Problem description:
Go through the listing below from its first line and repeat each line exactly, ending at the line containing "tracks usage per" and including it.

Entries provided:
___

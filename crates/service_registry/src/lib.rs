//! Dynamic service registry for bundle runtimes.
//!
//! Bundles publish services under a name with a set of string properties,
//! other bundles look them up by name and filter, bind to them with
//! [`ServiceRegistry::get_service`] and release them with
//! [`ServiceRegistry::unget_service`]. The registry tracks usage per
//! consuming bundle so it can reclaim everything when a publisher withdraws.
//!
//! ```
//! use std::sync::Arc;
//!
//! use keel_service_registry::{BundleId, Properties, ServiceRegistry, downcast_service};
//!
//! let registry = ServiceRegistry::new();
//! let printer = BundleId(1);
//! let consumer = BundleId(2);
//!
//! let registration = registry
//! 	.register_service(printer, "Printer", Arc::new(String::from("lp0")), Some(Properties::new().with("id", "A")))
//! 	.unwrap();
//!
//! let reference = registry.get_service_reference("Printer").unwrap();
//! let service = registry.get_service(consumer, &reference).unwrap();
//! assert_eq!(downcast_service::<String>(service).unwrap().as_str(), "lp0");
//!
//! assert!(registry.unget_service(consumer, &reference));
//! assert!(registry.unregister_service(printer, &registration).unwrap());
//! assert!(registry.get_service(consumer, &reference).is_none());
//! ```

mod config;
mod error;
mod event;
mod filter;
mod ids;
mod properties;
mod reference;
mod registration;
mod registry;
mod service;
mod usage;

pub use config::{LISTENER_HOOK_SERVICE, RegistryConfig};
pub use error::{ConfigError, RegistryError, Result};
pub use event::{ServiceEvent, ServiceEventKind, ServiceEventSink};
pub use filter::{Filter, PropertyEquals};
pub use ids::{BundleId, ReferenceId, ServiceId};
pub use properties::{OBJECTCLASS, Properties, SERVICE_ID};
pub use reference::ServiceReference;
pub use registration::{RegistrationState, ServiceRegistration};
pub use registry::ServiceRegistry;
pub use service::{ServiceFactory, ServiceObject, downcast_service};
//! Usage-count ledger.
//!
//! One entry per `(consuming bundle, reference)` pair, holding the number of
//! unmatched `get_service` calls and the resolved object cached for that pair.
//! Entries are flushed the moment their count reaches zero, and a bundle's
//! slot disappears with its last entry. The ledger is only ever touched with
//! the registry lock held.

use keel_table::{IndexedTable, TableError};

use crate::{BundleId, ReferenceId, ServiceObject, ServiceReference, ServiceRegistration};

pub(crate) struct UsageCount {
	reference: ServiceReference,
	count: u32,
	service: Option<ServiceObject>,
}

/// Outcome of caching a freshly resolved object.
pub(crate) enum Store {
	/// The object is now cached for the pair.
	Kept(ServiceObject),
	/// Another caller cached an object first; `redundant` should go back to its producer.
	Existing { cached: ServiceObject, redundant: ServiceObject },
	/// The entry was flushed while the object was being resolved.
	Missing(ServiceObject),
}

/// Outcome of releasing one usage.
pub(crate) enum Released {
	NotFound,
	Decremented(u32),
	/// The entry is gone; carries the cached object, if any.
	Flushed(Option<ServiceObject>),
}

pub(crate) struct Ledger {
	in_use: IndexedTable<BundleId, Vec<UsageCount>>,
}

impl Ledger {
	pub(crate) fn with_capacity(capacity: usize) -> Self {
		Self {
			in_use: IndexedTable::with_capacity(capacity),
		}
	}

	fn entry(&self, bundle: BundleId, reference: ReferenceId) -> Option<&UsageCount> {
		self.in_use.get(&bundle)?.iter().find(|u| u.reference.id() == reference)
	}

	fn entry_mut(&mut self, bundle: BundleId, reference: ReferenceId) -> Option<&mut UsageCount> {
		self.in_use.get_mut(&bundle)?.iter_mut().find(|u| u.reference.id() == reference)
	}

	/// Finds or creates the entry for the pair and counts one more use.
	///
	/// Returns the cached object, if one was already resolved.
	pub(crate) fn acquire(&mut self, bundle: BundleId, reference: &ServiceReference) -> Result<Option<ServiceObject>, TableError> {
		let usages = self.in_use.get_or_insert_with(bundle, Vec::new)?;
		let pos = match usages.iter().position(|u| u.reference.id() == reference.id()) {
			Some(pos) => pos,
			None => {
				usages.push(UsageCount {
					reference: reference.clone(),
					count: 0,
					service: None,
				});
				usages.len() - 1
			}
		};
		let usage = &mut usages[pos];
		usage.count = usage.count.saturating_add(1);
		Ok(usage.service.clone())
	}

	pub(crate) fn store(&mut self, bundle: BundleId, reference: ReferenceId, service: ServiceObject) -> Store {
		let Some(usage) = self.entry_mut(bundle, reference) else {
			return Store::Missing(service);
		};
		match &usage.service {
			Some(cached) => Store::Existing {
				cached: cached.clone(),
				redundant: service,
			},
			None => {
				usage.service = Some(service.clone());
				Store::Kept(service)
			}
		}
	}

	/// Counts one use fewer. Flushes the entry when the count reaches zero, or
	/// unconditionally when `force` is set.
	pub(crate) fn release(&mut self, bundle: BundleId, reference: ReferenceId, force: bool) -> Released {
		let Some(usage) = self.entry_mut(bundle, reference) else {
			return Released::NotFound;
		};
		usage.count = usage.count.saturating_sub(1);
		if !force && usage.count > 0 {
			return Released::Decremented(usage.count);
		}
		let service = usage.service.take();
		self.flush(bundle, reference);
		Released::Flushed(service)
	}

	fn flush(&mut self, bundle: BundleId, reference: ReferenceId) {
		let Some(usages) = self.in_use.get_mut(&bundle) else {
			return;
		};
		usages.retain(|u| u.reference.id() != reference);
		if usages.is_empty() {
			self.in_use.remove(&bundle);
		}
	}

	pub(crate) fn count(&self, bundle: BundleId, reference: ReferenceId) -> Option<u32> {
		self.entry(bundle, reference).map(|u| u.count)
	}

	pub(crate) fn references_in_use(&self, bundle: BundleId) -> Vec<ServiceReference> {
		self.in_use
			.get(&bundle)
			.map(|usages| usages.iter().map(|u| u.reference.clone()).collect())
			.unwrap_or_default()
	}

	pub(crate) fn using_bundles(&self, reference: ReferenceId) -> Vec<BundleId> {
		self.in_use
			.iter()
			.filter(|(_, usages)| usages.iter().any(|u| u.reference.id() == reference))
			.map(|(bundle, _)| *bundle)
			.collect()
	}

	/// Every `(bundle, reference)` pair holding usage of any reference to `registration`.
	pub(crate) fn holders_of(&self, registration: &ServiceRegistration) -> Vec<(BundleId, ReferenceId)> {
		self.in_use
			.iter()
			.flat_map(|(bundle, usages)| {
				usages
					.iter()
					.filter(move |u| u.reference.refers_to(registration))
					.map(move |u| (*bundle, u.reference.id()))
			})
			.collect()
	}

	/// Number of live entries across all bundles.
	#[cfg(test)]
	pub(crate) fn len(&self) -> usize {
		self.in_use.values().map(Vec::len).sum()
	}
}
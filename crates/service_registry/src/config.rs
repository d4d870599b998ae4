//! Registry configuration.
//!
//! Loaded from TOML; every field is optional and unknown keys are rejected:
//!
//! ```toml
//! first_service_id = 1
//! listener_hook_service = "listener_hook_service"
//! initial_capacity = 16
//! ```

use std::path::Path;

use keel_table::MAXIMUM_CAPACITY;
use serde::Deserialize;

use crate::ConfigError;

/// Name under which listener hooks are conventionally published.
pub const LISTENER_HOOK_SERVICE: &str = "listener_hook_service";

#[derive(Debug, Clone, PartialEq, Eq, Deserialize)]
#[serde(default, deny_unknown_fields)]
pub struct RegistryConfig {
	/// Id handed to the first registration.
	pub first_service_id: u64,
	/// Registrations published under this name are also kept in the hooks index.
	pub listener_hook_service: String,
	/// Initial bucket count of the registry's tables, rounded up to a power of two.
	pub initial_capacity: usize,
}

impl Default for RegistryConfig {
	fn default() -> Self {
		Self {
			first_service_id: 1,
			listener_hook_service: LISTENER_HOOK_SERVICE.to_owned(),
			initial_capacity: keel_table::DEFAULT_INITIAL_CAPACITY,
		}
	}
}

impl RegistryConfig {
	/// Parses and validates a TOML document.
	pub fn from_toml_str(source: &str) -> Result<Self, ConfigError> {
		let config: Self = toml::from_str(source)?;
		config.validate()?;
		Ok(config)
	}

	/// Reads, parses and validates a TOML file.
	pub fn load(path: impl AsRef<Path>) -> Result<Self, ConfigError> {
		let path = path.as_ref();
		let source = std::fs::read_to_string(path).map_err(|source| ConfigError::Read {
			path: path.to_path_buf(),
			source,
		})?;
		let config = Self::from_toml_str(&source)?;
		tracing::debug!(path = %path.display(), "loaded registry config");
		Ok(config)
	}

	pub fn validate(&self) -> Result<(), ConfigError> {
		if self.first_service_id == 0 {
			return Err(ConfigError::Invalid("first_service_id must be at least 1".into()));
		}
		if self.listener_hook_service.trim().is_empty() {
			return Err(ConfigError::Invalid("listener_hook_service must not be empty".into()));
		}
		if self.initial_capacity == 0 || self.initial_capacity > MAXIMUM_CAPACITY {
			return Err(ConfigError::Invalid(format!(
				"initial_capacity must be within 1..={MAXIMUM_CAPACITY}, got {}",
				self.initial_capacity
			)));
		}
		Ok(())
	}
}
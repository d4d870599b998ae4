use crate::Properties;

/// Predicate used to narrow service lookups.
///
/// Filters see a properties snapshot and run after the registry lock is
/// released, so they may call back into the registry.
pub trait Filter {
	fn matches(&self, properties: &Properties) -> bool;
}

impl<F> Filter for F
where
	F: Fn(&Properties) -> bool,
{
	#[inline]
	fn matches(&self, properties: &Properties) -> bool {
		self(properties)
	}
}

/// Matches registrations whose property `key` equals `value` exactly.
#[derive(Debug, Clone, PartialEq, Eq)]
pub struct PropertyEquals {
	key: String,
	value: String,
}

impl PropertyEquals {
	pub fn new(key: impl Into<String>, value: impl Into<String>) -> Self {
		Self {
			key: key.into(),
			value: value.into(),
		}
	}
}

impl Filter for PropertyEquals {
	fn matches(&self, properties: &Properties) -> bool {
		properties.get(&self.key) == Some(self.value.as_str())
	}
}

___

Response:
filename crates/service_registry/src/lib.rs
//! Dynamic service registry for bundle runtimes.
//!
//! Bundles publish services under a name with a set of string properties,
//! other bundles look them up by name and filter, bind to them with
//! [`ServiceRegistry::get_service`] and release them with
//! [`ServiceRegistry::unget_service`]. The registry tracks usage per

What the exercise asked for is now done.